**AIM OF THE EXERCISE**
From the records below, return every line containing the word "BloodTypeId".

** PROVIDED INFORMATION follows **

//! Inventory ledger service
//!
//! Tracks available blood units per (hospital, blood type) pair and gates
//! mutations behind the non-negative-balance invariant. Read operations
//! return a denormalized view that joins the hospital and blood-type names;
//! a missing reference yields a null name rather than a failure.

use std::collections::HashMap;
use std::sync::Arc;

use serde::Serialize;

use crate::domain::entities::{
    BloodInventory, BloodInventoryId, BloodTypeId, HospitalId, NewBloodInventory,
};
use crate::domain::ports::{BloodTypeRepository, HospitalRepository, InventoryRepository};
use crate::error::{AppError, DomainError};

/// Inventory row joined with its hospital and blood-type names
#[derive(Debug, Clone, Serialize)]
pub struct InventoryView {
    pub id: BloodInventoryId,
    pub hospital_id: HospitalId,
    pub hospital_name: Option<String>,
    pub blood_type_id: BloodTypeId,
    pub blood_type_name: Option<String>,
    pub available_units: i32,
}

/// Service for the blood inventory ledger
pub struct InventoryService<IR, HR, BR>
where
    IR: InventoryRepository,
    HR: HospitalRepository,
    BR: BloodTypeRepository,
{
    inventories: Arc<IR>,
    hospitals: Arc<HR>,
    blood_types: Arc<BR>,
}

impl<IR, HR, BR> InventoryService<IR, HR, BR>
where
    IR: InventoryRepository,
    HR: HospitalRepository,
    BR: BloodTypeRepository,
{
    pub fn new(inventories: Arc<IR>, hospitals: Arc<HR>, blood_types: Arc<BR>) -> Self {
        Self {
            inventories,
            hospitals,
            blood_types,
        }
    }

    /// List all inventory rows, joined, in store-native order
    pub async fn list(&self) -> Result<Vec<InventoryView>, AppError> {
        let rows = self.inventories.find_all().await?;

        // One pass over the reference tables instead of a lookup per row
        let hospital_names: HashMap<HospitalId, String> = self
            .hospitals
            .find_all()
            .await?
            .into_iter()
            .map(|h| (h.id, h.name))
            .collect();
        let blood_type_names: HashMap<BloodTypeId, String> = self
            .blood_types
            .find_all()
            .await?
            .into_iter()
            .map(|b| (b.id, b.name))
            .collect();

        Ok(rows
            .into_iter()
            .map(|inv| InventoryView {
                id: inv.id,
                hospital_id: inv.hospital_id,
                hospital_name: hospital_names.get(&inv.hospital_id).cloned(),
                blood_type_id: inv.blood_type_id,
                blood_type_name: blood_type_names.get(&inv.blood_type_id).cloned(),
                available_units: inv.available_units,
            })
            .collect())
    }

    /// Get one inventory row, joined; None if absent
    pub async fn get(&self, id: &BloodInventoryId) -> Result<Option<InventoryView>, AppError> {
        match self.inventories.find_by_id(id).await? {
            Some(inv) => Ok(Some(self.project(inv).await?)),
            None => Ok(None),
        }
    }

    /// Create a new inventory row with a zero balance
    ///
    /// Duplicate (hospital, blood type) pairs are permitted; each row is an
    /// independent counter.
    pub async fn create(&self, new: &NewBloodInventory) -> Result<InventoryView, AppError> {
        let created = self.inventories.create(new).await?;
        self.project(created).await
    }

    /// Overwrite the foreign keys of an existing row; the balance is untouched
    pub async fn update(
        &self,
        id: &BloodInventoryId,
        hospital_id: HospitalId,
        blood_type_id: BloodTypeId,
    ) -> Result<InventoryView, AppError> {
        let mut inv = self
            .inventories
            .find_by_id(id)
            .await?
            .ok_or_else(|| AppError::Domain(not_found(id)))?;

        self.inventories
            .update_refs(id, &hospital_id, &blood_type_id)
            .await?;

        inv.hospital_id = hospital_id;
        inv.blood_type_id = blood_type_id;
        self.project(inv).await
    }

    /// Add units to the balance and persist the new total
    pub async fn add_units(
        &self,
        id: &BloodInventoryId,
        units: i32,
    ) -> Result<InventoryView, AppError> {
        let mut inv = self
            .inventories
            .find_by_id(id)
            .await?
            .ok_or_else(|| AppError::Domain(not_found(id)))?;

        inv.add_units(units)?;
        self.inventories.update_units(id, inv.available_units).await?;

        self.project(inv).await
    }

    /// Remove units from the balance and persist the new total
    ///
    /// The stored balance is untouched when the removal is rejected.
    pub async fn remove_units(
        &self,
        id: &BloodInventoryId,
        units: i32,
    ) -> Result<InventoryView, AppError> {
        let mut inv = self
            .inventories
            .find_by_id(id)
            .await?
            .ok_or_else(|| AppError::Domain(not_found(id)))?;

        inv.remove_units(units)?;
        self.inventories.update_units(id, inv.available_units).await?;

        self.project(inv).await
    }

    /// Delete an inventory row
    pub async fn delete(&self, id: &BloodInventoryId) -> Result<(), AppError> {
        Ok(self.inventories.delete(id).await?)
    }

    /// Join one row with its hospital and blood-type names (outer lookup)
    async fn project(&self, inv: BloodInventory) -> Result<InventoryView, AppError> {
        let hospital_name = self
            .hospitals
            .find_by_id(&inv.hospital_id)
            .await?
            .map(|h| h.name);
        let blood_type_name = self
            .blood_types
            .find_by_id(&inv.blood_type_id)
            .await?
            .map(|b| b.name);

        Ok(InventoryView {
            id: inv.id,
            hospital_id: inv.hospital_id,
            hospital_name,
            blood_type_id: inv.blood_type_id,
            blood_type_name,
            available_units: inv.available_units,
        })
    }
}

fn not_found(id: &BloodInventoryId) -> DomainError {
    DomainError::NotFound(format!("Inventory {} not found", id))
}
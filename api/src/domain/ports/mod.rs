//! Domain ports (traits)
//!
//! Port traits define interfaces that the domain layer requires.
//! Adapters provide concrete implementations of these traits.

pub mod repositories;
pub mod user_directory;

pub use repositories::{
    AppointmentRepository, BloodTypeRepository, HospitalRepository, InventoryRepository,
    RequestRepository,
};
pub use user_directory::UserDirectory;
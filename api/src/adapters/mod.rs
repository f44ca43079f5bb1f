//! Adapters layer
//!
//! Implementations of port traits for external systems.

pub mod postgres;

pub use postgres::{
    PostgresAppointmentRepository, PostgresBloodTypeRepository, PostgresHospitalRepository,
    PostgresInventoryRepository, PostgresRequestRepository, PostgresUserDirectory,
};
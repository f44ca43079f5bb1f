//! Appointment handlers
//!
//! Endpoints for donation appointments. All of these sit behind the session
//! middleware; create uses the authenticated caller as the appointment owner.

use axum::{
    extract::{Path, State},
    http::StatusCode,
    Extension, Json,
};
use chrono::{DateTime, Utc};
use serde::Deserialize;

use crate::app::AppointmentView;
use crate::domain::entities::{
    AppointmentId, AppointmentStatus, HospitalId, UpdateAppointment, User, UserId,
};
use crate::error::{AppError, DomainError};
use crate::response::ApiResponse;
use crate::AppState;

/// Request body for booking an appointment
///
/// The owner is never taken from the body; it is always the session user.
#[derive(Debug, Deserialize)]
pub struct CreateAppointmentRequest {
    pub hospital_id: i32,
    pub appointment_type: String,
    #[serde(default = "default_status")]
    pub status: AppointmentStatus,
    pub date: DateTime<Utc>,
    #[serde(default)]
    pub info: String,
}

fn default_status() -> AppointmentStatus {
    AppointmentStatus::Pending
}

/// Request body for overwriting an appointment
#[derive(Debug, Deserialize)]
pub struct UpdateAppointmentRequest {
    pub user_id: i32,
    pub hospital_id: i32,
    pub appointment_type: String,
    pub status: AppointmentStatus,
    pub date: DateTime<Utc>,
    #[serde(default)]
    pub info: String,
}

/// GET /api/appointment
pub async fn list_appointments(
    State(state): State<AppState>,
) -> Result<Json<ApiResponse<Vec<AppointmentView>>>, AppError> {
    let views = state.appointment_service.list().await?;
    Ok(Json(ApiResponse::new(views)))
}

/// GET /api/appointment/:id
///
/// An absent id answers 200 with a null payload.
pub async fn get_appointment(
    State(state): State<AppState>,
    Path(id): Path<i32>,
) -> Result<Json<ApiResponse<Option<AppointmentView>>>, AppError> {
    let view = state.appointment_service.get(&AppointmentId(id)).await?;
    Ok(Json(ApiResponse::new(view)))
}

/// POST /api/appointment
pub async fn create_appointment(
    State(state): State<AppState>,
    Extension(user): Extension<User>,
    Json(request): Json<CreateAppointmentRequest>,
) -> Result<(StatusCode, Json<ApiResponse<AppointmentView>>), AppError> {
    let created = state
        .appointment_service
        .create(
            user.id,
            HospitalId(request.hospital_id),
            request.appointment_type,
            request.status,
            request.date,
            request.info,
        )
        .await?;
    Ok((StatusCode::CREATED, Json(ApiResponse::new(created))))
}

/// PUT /api/appointment/:id
pub async fn update_appointment(
    State(state): State<AppState>,
    Path(id): Path<i32>,
    Json(request): Json<UpdateAppointmentRequest>,
) -> Result<Json<ApiResponse<AppointmentView>>, AppError> {
    let updated = state
        .appointment_service
        .update(
            &AppointmentId(id),
            UpdateAppointment {
                user_id: UserId(request.user_id),
                hospital_id: HospitalId(request.hospital_id),
                appointment_type: request.appointment_type,
                status: request.status,
                date: request.date,
                info: request.info,
            },
        )
        .await?;
    Ok(Json(ApiResponse::new(updated)))
}

/// PUT /api/appointment/:id/status
///
/// Body is a bare JSON string; anything outside the known statuses is a
/// validation error, never a silent default.
pub async fn set_appointment_status(
    State(state): State<AppState>,
    Path(id): Path<i32>,
    Json(status): Json<String>,
) -> Result<Json<ApiResponse<bool>>, AppError> {
    let status: AppointmentStatus = status
        .parse()
        .map_err(|e: String| AppError::Domain(DomainError::validation("status", e)))?;

    let updated = state
        .appointment_service
        .set_status(&AppointmentId(id), status)
        .await?;
    Ok(Json(ApiResponse::new(updated)))
}

/// DELETE /api/appointment/:id
pub async fn delete_appointment(
    State(state): State<AppState>,
    Path(id): Path<i32>,
) -> Result<Json<ApiResponse<bool>>, AppError> {
    state.appointment_service.delete(&AppointmentId(id)).await?;
    Ok(Json(ApiResponse::new(true)))
}
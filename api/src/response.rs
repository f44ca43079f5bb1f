//! Uniform response envelope
//!
//! Every endpoint returns `{ "data": ..., "errors": [...] }`. `data` holds the
//! payload (object, array, or boolean); `errors` is an ordered list of
//! field-scoped messages, empty on success.

use serde::Serialize;

/// A single field-scoped error entry
#[derive(Debug, Clone, PartialEq, Eq, Serialize)]
pub struct FieldError {
    pub field: String,
    pub message: String,
}

/// The response envelope wrapping every payload
#[derive(Debug, Serialize)]
pub struct ApiResponse<T: Serialize> {
    pub data: T,
    pub errors: Vec<FieldError>,
}

impl<T: Serialize> ApiResponse<T> {
    pub fn new(data: T) -> Self {
        Self {
            data,
            errors: Vec::new(),
        }
    }
}

impl ApiResponse<serde_json::Value> {
    /// An envelope with null data and the given errors
    pub fn failure(errors: Vec<FieldError>) -> Self {
        Self {
            data: serde_json::Value::Null,
            errors,
        }
    }
}

#[cfg(test)]
mod tests {
    use super::*;

    #[test]
    fn success_envelope_has_empty_errors() {
        let json = serde_json::to_value(ApiResponse::new(true)).unwrap();
        assert_eq!(json["data"], true);
        assert_eq!(json["errors"].as_array().unwrap().len(), 0);
    }

    #[test]
    fn failure_envelope_has_null_data() {
        let json = serde_json::to_value(ApiResponse::failure(vec![FieldError {
            field: "units".to_string(),
            message: "Units must be greater than 0".to_string(),
        }]))
        .unwrap();
        assert!(json["data"].is_null());
        assert_eq!(json["errors"][0]["field"], "units");
    }

    #[test]
    fn null_data_serializes_for_missing_reads() {
        let json = serde_json::to_value(ApiResponse::new(Option::<i32>::None)).unwrap();
        assert!(json["data"].is_null());
    }
}
#[async_trait]
impl InventoryRepository for InMemoryInventoryRepository {
    async fn find_by_id(
        &self,
        id: &BloodInventoryId,
    ) -> Result<Option<BloodInventory>, DomainError> {
        let inventories = self.inventories.read().unwrap();
        Ok(inventories.get(id).cloned())
    }

    async fn find_all(&self) -> Result<Vec<BloodInventory>, DomainError> {
        let inventories = self.inventories.read().unwrap();
        let mut all: Vec<BloodInventory> = inventories.values().cloned().collect();
        all.sort_by_key(|i| i.id.0);
        Ok(all)
    }

    async fn create(&self, inventory: &NewBloodInventory) -> Result<BloodInventory, DomainError> {
        let created = BloodInventory {
            id: BloodInventoryId(next(&self.next_id)),
            hospital_id: inventory.hospital_id,
            blood_type_id: inventory.blood_type_id,
            available_units: 0,
        };
        let mut inventories = self.inventories.write().unwrap();
        inventories.insert(created.id, created.clone());
        Ok(created)
    }

    async fn update_refs(
        &self,
        id: &BloodInventoryId,
        hospital_id: &HospitalId,
        blood_type_id: &BloodTypeId,
    ) -> Result<(), DomainError> {
        let mut inventories = self.inventories.write().unwrap();
        let existing = inventories
            .get_mut(id)
            .ok_or_else(|| DomainError::NotFound(format!("Inventory {} not found", id)))?;
        existing.hospital_id = *hospital_id;
        existing.blood_type_id = *blood_type_id;
        Ok(())
    }

    async fn update_units(&self, id: &BloodInventoryId, units: i32) -> Result<(), DomainError> {
        let mut inventories = self.inventories.write().unwrap();
        let existing = inventories
            .get_mut(id)
            .ok_or_else(|| DomainError::NotFound(format!("Inventory {} not found", id)))?;
        existing.available_units = units;
        Ok(())
    }

    async fn delete(&self, id: &BloodInventoryId) -> Result<(), DomainError> {
        let mut inventories = self.inventories.write().unwrap();
        inventories
            .remove(id)
            .ok_or_else(|| DomainError::NotFound(format!("Inventory {} not found", id)))?;
        Ok(())
    }
}

// ============================================================================
// In-Memory Appointment Repository
// ============================================================================

pub struct InMemoryAppointmentRepository {
    appointments: Arc<RwLock<HashMap<AppointmentId, Appointment>>>,
    next_id: AtomicI32,
}

impl Default for InMemoryAppointmentRepository {
    fn default() -> Self {
        Self {
            appointments: Arc::new(RwLock::new(HashMap::new())),
            next_id: AtomicI32::new(1),
        }
    }
}

impl InMemoryAppointmentRepository {
    pub fn new() -> Self {
        Self::default()
    }

    /// Pre-populate with an appointment for testing
    pub fn with_appointment(self, appointment: Appointment) -> Self {
        {
            let mut appointments = self.appointments.write().unwrap();
            self.next_id
                .fetch_max(appointment.id.0 + 1, Ordering::SeqCst);
            appointments.insert(appointment.id, appointment);
        }
        self
    }

    /// Number of stored rows, for asserting nothing was created
    pub fn len(&self) -> usize {
        self.appointments.read().unwrap().len()
    }

    pub fn is_empty(&self) -> bool {
        self.len() == 0
    }
}

#[async_trait]
impl AppointmentRepository for InMemoryAppointmentRepository {
    async fn find_by_id(&self, id: &AppointmentId) -> Result<Option<Appointment>, DomainError> {
        let appointments = self.appointments.read().unwrap();
        Ok(appointments.get(id).cloned())
    }

    async fn find_all(&self) -> Result<Vec<Appointment>, DomainError> {
        let appointments = self.appointments.read().unwrap();
        let mut all: Vec<Appointment> = appointments.values().cloned().collect();
        all.sort_by_key(|a| a.id.0);
        Ok(all)
    }

    async fn create(&self, appointment: &NewAppointment) -> Result<Appointment, DomainError> {
        let created = Appointment {
            id: AppointmentId(next(&self.next_id)),
            user_id: appointment.user_id,
            hospital_id: appointment.hospital_id,
            appointment_type: appointment.appointment_type.clone(),
            status: appointment.status,
            date: appointment.date,
            info: appointment.info.clone(),
        };
        let mut appointments = self.appointments.write().unwrap();
        appointments.insert(created.id, created.clone());
        Ok(created)
    }

    async fn update(
        &self,
        id: &AppointmentId,
        appointment: &UpdateAppointment,
    ) -> Result<Appointment, DomainError> {
        let mut appointments = self.appointments.write().unwrap();
        let existing = appointments
            .get_mut(id)
            .ok_or_else(|| DomainError::NotFound(format!("Appointment {} not found", id)))?;
        existing.user_id = appointment.user_id;
        existing.hospital_id = appointment.hospital_id;
        existing.appointment_type = appointment.appointment_type.clone();
        existing.status = appointment.status;
        existing.date = appointment.date;
        existing.info = appointment.info.clone();
        Ok(existing.clone())
    }

    async fn update_status(
        &self,
        id: &AppointmentId,
        status: AppointmentStatus,
    ) -> Result<(), DomainError> {
        let mut appointments = self.appointments.write().unwrap();
        let existing = appointments
            .get_mut(id)
            .ok_or_else(|| DomainError::NotFound(format!("Appointment {} not found", id)))?;
        existing.status = status;
        Ok(())
    }

    async fn delete(&self, id: &AppointmentId) -> Result<(), DomainError> {
        let mut appointments = self.appointments.write().unwrap();
        appointments
            .remove(id)
            .ok_or_else(|| DomainError::NotFound(format!("Appointment {} not found", id)))?;
        Ok(())
    }
}

// ============================================================================
// In-Memory Request Repository
// ============================================================================

pub struct InMemoryRequestRepository {
    requests: Arc<RwLock<HashMap<RequestId, Request>>>,
    next_id: AtomicI32,
}

impl Default for InMemoryRequestRepository {
    fn default() -> Self {
        Self {
            requests: Arc::new(RwLock::new(HashMap::new())),
            next_id: AtomicI32::new(1),
        }
    }
}

impl InMemoryRequestRepository {
    pub fn new() -> Self {
        Self::default()
    }

    /// Pre-populate with a request for testing
    pub fn with_request(self, request: Request) -> Self {
        {
            let mut requests = self.requests.write().unwrap();
            self.next_id
                .fetch_max(request.id.0 + 1, Ordering::SeqCst);
            requests.insert(request.id, request);
        }
        self
    }
}

#[async_trait]
impl RequestRepository for InMemoryRequestRepository {
    async fn find_by_id(&self, id: &RequestId) -> Result<Option<Request>, DomainError> {
        let requests = self.requests.read().unwrap();
        Ok(requests.get(id).cloned())
    }

    async fn find_all(&self) -> Result<Vec<Request>, DomainError> {
        let requests = self.requests.read().unwrap();
        let mut all: Vec<Request> = requests.values().cloned().collect();
        all.sort_by_key(|r| r.id.0);
        Ok(all)
    }

    async fn create(&self, request: &NewRequest) -> Result<Request, DomainError> {
        let created = Request {
            id: RequestId(next(&self.next_id)),
            requester_name: request.requester_name.clone(),
            blood_type_id: request.blood_type_id,
            quantity: request.quantity,
            hospital_id: request.hospital_id,
            request_date: request.request_date,
        };
        let mut requests = self.requests.write().unwrap();
        requests.insert(created.id, created.clone());
        Ok(created)
    }

    async fn update(&self, id: &RequestId, request: &NewRequest) -> Result<Request, DomainError> {
        let mut requests = self.requests.write().unwrap();
        let existing = requests
            .get_mut(id)
            .ok_or_else(|| DomainError::NotFound(format!("Request {} not found", id)))?;
        existing.requester_name = request.requester_name.clone();
        existing.blood_type_id = request.blood_type_id;
        existing.quantity = request.quantity;
        existing.hospital_id = request.hospital_id;
        existing.request_date = request.request_date;
        Ok(existing.clone())
    }

    async fn delete(&self, id: &RequestId) -> Result<(), DomainError> {
        let mut requests = self.requests.write().unwrap();
        requests
            .remove(id)
            .ok_or_else(|| DomainError::NotFound(format!("Request {} not found", id)))?;
        Ok(())
    }
}
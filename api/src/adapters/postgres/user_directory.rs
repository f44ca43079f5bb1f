//! PostgreSQL adapter for the user directory
//!
//! This adapter is the identity subsystem: it owns password hashing, role
//! storage, and session lookup. Nothing above this layer touches those
//! concerns.

use async_trait::async_trait;
use chrono::Utc;
use sea_orm::{
    ActiveModelTrait, ColumnTrait, DatabaseConnection, EntityTrait, IntoActiveModel, QueryFilter,
    Set,
};
use sha2::{Digest, Sha256};

use crate::domain::entities::{NewUser, UpdateUser, User, UserId};
use crate::domain::ports::UserDirectory;
use crate::entity::{roles, user_roles, users};
use crate::error::DomainError;

/// Hash a password for storage (SHA-256, hex encoded)
fn hash_password(password: &str) -> String {
    let mut hasher = Sha256::new();
    hasher.update(password.as_bytes());
    hex::encode(hasher.finalize())
}

/// PostgreSQL implementation of UserDirectory
pub struct PostgresUserDirectory {
    db: DatabaseConnection,
}

impl PostgresUserDirectory {
    pub fn new(db: DatabaseConnection) -> Self {
        Self { db }
    }
}

#[async_trait]
impl UserDirectory for PostgresUserDirectory {
    async fn create_user(&self, user: &NewUser, password: &str) -> Result<User, DomainError> {
        // User names must be unique within the directory
        let existing = users::Entity::find()
            .filter(users::Column::UserName.eq(user.user_name.clone()))
            .one(&self.db)
            .await
            .map_err(|e| DomainError::Database(e.to_string()))?;

        if existing.is_some() {
            return Err(DomainError::validation(
                "user_name",
                "Username is already taken.",
            ));
        }

        let now = Utc::now().fixed_offset();

        let model = users::ActiveModel {
            first_name: Set(user.first_name.clone()),
            last_name: Set(user.last_name.clone()),
            user_name: Set(user.user_name.clone()),
            email: Set(user.email.clone()),
            phone_number: Set(user.phone_number.clone()),
            gender: Set(user.gender.clone()),
            address: Set(user.address.clone()),
            create_date: Set(now),
            update_date: Set(now),
            last_donation_date: Set(user.last_donation_date.map(|d| d.fixed_offset())),
            date_of_birth: Set(user.date_of_birth.fixed_offset()),
            user_type: Set(user.user_type.clone()),
            blood_type: Set(user.blood_type.clone()),
            password_hash: Set(hash_password(password)),
            session_token_hash: Set(Some(user.session_token_hash.clone())),
            ..Default::default()
        };

        let result = model
            .insert(&self.db)
            .await
            .map_err(|e| DomainError::Database(e.to_string()))?;

        Ok(result.into())
    }

    async fn ensure_role(&self, name: &str) -> Result<(), DomainError> {
        let existing = roles::Entity::find()
            .filter(roles::Column::Name.eq(name))
            .one(&self.db)
            .await
            .map_err(|e| DomainError::Database(e.to_string()))?;

        if existing.is_none() {
            roles::ActiveModel {
                name: Set(name.to_string()),
                ..Default::default()
            }
            .insert(&self.db)
            .await
            .map_err(|e| DomainError::Database(e.to_string()))?;
        }

        Ok(())
    }

    async fn assign_role(&self, user_id: &UserId, name: &str) -> Result<(), DomainError> {
        let role = roles::Entity::find()
            .filter(roles::Column::Name.eq(name))
            .one(&self.db)
            .await
            .map_err(|e| DomainError::Database(e.to_string()))?
            .ok_or_else(|| DomainError::Internal(format!("Role '{}' does not exist", name)))?;

        let already = user_roles::Entity::find()
            .filter(user_roles::Column::UserId.eq(user_id.0))
            .filter(user_roles::Column::RoleId.eq(role.id))
            .one(&self.db)
            .await
            .map_err(|e| DomainError::Database(e.to_string()))?;

        if already.is_none() {
            user_roles::ActiveModel {
                user_id: Set(user_id.0),
                role_id: Set(role.id),
            }
            .insert(&self.db)
            .await
            .map_err(|e| DomainError::Database(e.to_string()))?;
        }

        Ok(())
    }

    async fn find_by_id(&self, id: &UserId) -> Result<Option<User>, DomainError> {
        let result = users::Entity::find_by_id(id.0)
            .one(&self.db)
            .await
            .map_err(|e| DomainError::Database(e.to_string()))?;

        Ok(result.map(|m| m.into()))
    }

    async fn find_by_session_hash(&self, hash: &str) -> Result<Option<User>, DomainError> {
        let result = users::Entity::find()
            .filter(users::Column::SessionTokenHash.eq(hash))
            .one(&self.db)
            .await
            .map_err(|e| DomainError::Database(e.to_string()))?;

        Ok(result.map(|m| m.into()))
    }

    async fn list_all(&self) -> Result<Vec<User>, DomainError> {
        let results = users::Entity::find()
            .all(&self.db)
            .await
            .map_err(|e| DomainError::Database(e.to_string()))?;

        Ok(results.into_iter().map(|m| m.into()).collect())
    }

    async fn update(&self, id: &UserId, user: &UpdateUser) -> Result<User, DomainError> {
        let existing = users::Entity::find_by_id(id.0)
            .one(&self.db)
            .await
            .map_err(|e| DomainError::Database(e.to_string()))?
            .ok_or_else(|| DomainError::NotFound(format!("User {} not found", id)))?;

        let mut active_model = existing.into_active_model();
        active_model.first_name = Set(user.first_name.clone());
        active_model.last_name = Set(user.last_name.clone());
        active_model.user_name = Set(user.user_name.clone());
        active_model.email = Set(user.email.clone());
        active_model.phone_number = Set(user.phone_number.clone());
        active_model.gender = Set(user.gender.clone());
        active_model.address = Set(user.address.clone());
        active_model.update_date = Set(Utc::now().fixed_offset());
        active_model.last_donation_date = Set(user.last_donation_date.map(|d| d.fixed_offset()));
        active_model.date_of_birth = Set(user.date_of_birth.fixed_offset());
        active_model.user_type = Set(user.user_type.clone());
        active_model.blood_type = Set(user.blood_type.clone());

        let result = active_model
            .update(&self.db)
            .await
            .map_err(|e| DomainError::Database(e.to_string()))?;

        Ok(result.into())
    }

    async fn delete(&self, id: &UserId) -> Result<(), DomainError> {
        let result = users::Entity::delete_by_id(id.0)
            .exec(&self.db)
            .await
            .map_err(|e| DomainError::Database(e.to_string()))?;

        if result.rows_affected == 0 {
            Err(DomainError::NotFound(format!("User {} not found", id)))
        } else {
            Ok(())
        }
    }
}

/// Convert SeaORM model to domain entity
impl From<users::Model> for User {
    fn from(model: users::Model) -> Self {
        User {
            id: UserId(model.id),
            first_name: model.first_name,
            last_name: model.last_name,
            user_name: model.user_name,
            email: model.email,
            phone_number: model.phone_number,
            gender: model.gender,
            address: model.address,
            create_date: model.create_date.with_timezone(&Utc),
            update_date: model.update_date.with_timezone(&Utc),
            last_donation_date: model.last_donation_date.map(|d| d.with_timezone(&Utc)),
            date_of_birth: model.date_of_birth.with_timezone(&Utc),
            user_type: model.user_type,
            blood_type: model.blood_type,
        }
    }
}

** End of PROVIDED INFORMATION **

**TASK OUTPUT**
    BloodInventory, BloodInventoryId, BloodTypeId, HospitalId, NewBloodInventory,
    pub blood_type_id: BloodTypeId,
        let blood_type_names: HashMap<BloodTypeId, String> = self
        blood_type_id: BloodTypeId,
        blood_type_id: &BloodTypeId,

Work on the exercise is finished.